Mariana Schreiber / BBC News Brasil

Após mais de um ano de espera, a Segunda Turma do Supremo Tribunal Federal (STF) adiou o julgamento previsto para esta terça-feira (31/08) que decidiria sobre o foro privilegiado concedido à Flávio Bolsonaro (Patriota-RJ) na investigação que apura um suposto esquema de rachadinha - desvio de recursos do seu antigo gabinete de deputado estadual na Assembleia Legislativa do Rio de Janeiro (Alerj).

O adiamento atendeu a um pedido apresentado na véspera pelo advogado de Flávio, Rodrigo Roca, sob a alegação de que estaria "impossibilitado de comparecer na sessão agendada". Ainda não foi anunciada nova data para o julgamento.

O pedido de postergação pode indicar uma insegurança da defesa sobre se há votos suficientes para mater o foro privilegiado, concedido no ano passado pelo Tribunal de Justiça do Rio de Janeiro (TJRJ).

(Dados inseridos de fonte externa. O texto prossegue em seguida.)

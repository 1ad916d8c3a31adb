mod config;
mod download;
mod enrichment;
mod error;
mod measurements;
mod pipeline;
mod stations;
mod types;
mod utils;
mod weather_data;

pub use config::*;
pub use error::PipelineError;
pub use pipeline::{Pipeline, PipelineOutput};

pub use measurements::city_selector::{apply_city_selection, select_representative_cities};
pub use measurements::error::ImportError;
pub use measurements::importer::{import_records, read_measurement_file, SPECIES_SUBSTITUTIONS};
pub use measurements::reshape::{aggregate_and_pivot, aggregate_medians};

pub use enrichment::error::EnrichmentError;
pub use enrichment::geo::{enrich_with_geo, load_geo_reference, GeoEnrichment};
pub use enrichment::population::{enrich_with_population, load_population};
pub use enrichment::weather::{drop_sparse_columns, enrich_with_weather};
pub use enrichment::weather_source::{MeteostatSource, WeatherSource};

pub use download::{download_sources, load_manifest, DownloadError};

pub use types::columns;
pub use types::data_source::{RequiredData, DAILY_SCHEMA};
pub use types::lat_lon::LatLon;
pub use types::station::*;

pub use stations::error::LocateStationError;
pub use stations::locate_station::StationLocator;
pub use weather_data::data_loader::WeatherDataLoader;
pub use weather_data::error::WeatherDataError;
use crate::error::PipelineError;
use log::info;
use polars::prelude::*;
use std::fs::File;
use std::path::{Path, PathBuf};

const CACHE_DIR_NAME: &str = "waqi_etl_cache";

/// Default location for downloaded station and weather data.
pub fn get_cache_dir() -> Option<PathBuf> {
    dirs::cache_dir().map(|p| p.join(CACHE_DIR_NAME))
}

pub fn ensure_output_dir(path: &Path) -> Result<(), PipelineError> {
    if path.is_dir() {
        return Ok(());
    }
    info!("Creating output directory: {}", path.display());
    std::fs::create_dir_all(path).map_err(|e| PipelineError::OutputDirCreation(path.to_path_buf(), e))
}

/// Writes `df` as CSV with a header row, creating the parent directory if needed.
pub fn write_csv(df: &mut DataFrame, path: &Path) -> Result<(), PipelineError> {
    if let Some(parent) = path.parent().filter(|p| !p.as_os_str().is_empty()) {
        ensure_output_dir(parent)?;
    }
    let mut file = File::create(path).map_err(|e| PipelineError::PersistIo(path.to_path_buf(), e))?;
    CsvWriter::new(&mut file)
        .include_header(true)
        .finish(df)
        .map_err(|e| PipelineError::PersistPolars(path.to_path_buf(), e))?;
    info!("Saved {} rows to {}", df.height(), path.display());
    Ok(())
}

/// Join-key normalization for city names: lowercase, surrounding whitespace removed.
pub fn normalize_name(name: &str) -> String {
    name.to_lowercase().trim().to_string()
}

/// Expression form of [`normalize_name`].
pub fn normalize_name_expr(expr: Expr) -> Expr {
    expr.cast(DataType::String)
        .str()
        .to_lowercase()
        .str()
        .strip_chars(lit(NULL))
}

pub fn has_column(df: &DataFrame, name: &str) -> bool {
    df.get_column_names().iter().any(|c| c.as_str() == name)
}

A decisão garantiu ao senador, filho mais velho do presidente Jair Bolsonaro, o direito a ser julgado no próprio TJRJ, em vez de na primeira instância judicial, onde os casos tendem a andar mais rapidamente.

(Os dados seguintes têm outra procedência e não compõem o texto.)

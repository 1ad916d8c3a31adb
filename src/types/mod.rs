pub mod columns;
pub mod data_source;
pub mod lat_lon;
pub mod station;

O julgamento do recurso do Ministério Público do Rio de Janeiro que contesta o foro concedido a Flávio havia sido marcado pelo novo presidente da Segunda Turma, ministro Kassio Nunes Marques, que chegou ao STF no ano passado por indicação de Bolsonaro. Como Marques tem tomado decisões alinhadas ao Palácio do Planalto, o fato de ele ter pautado o julgamento sobre o foro de Flávio poucas semanas após ter assumido a presidência do colegiado gerou, inicialmente, expectativas de que o placar seria favorável ao senador.

O cenário ficou mais otimista para Flávio com a transferência no início de agosto da ministra Cármen Lúcia da Segunda Turma para a Primeira Turma. Como o colegiado agora tem apenas quatro ministros (Edson Fachin, Gilmar Mendes, Ricardo Lewandowski), eventual empate favorece a defesa.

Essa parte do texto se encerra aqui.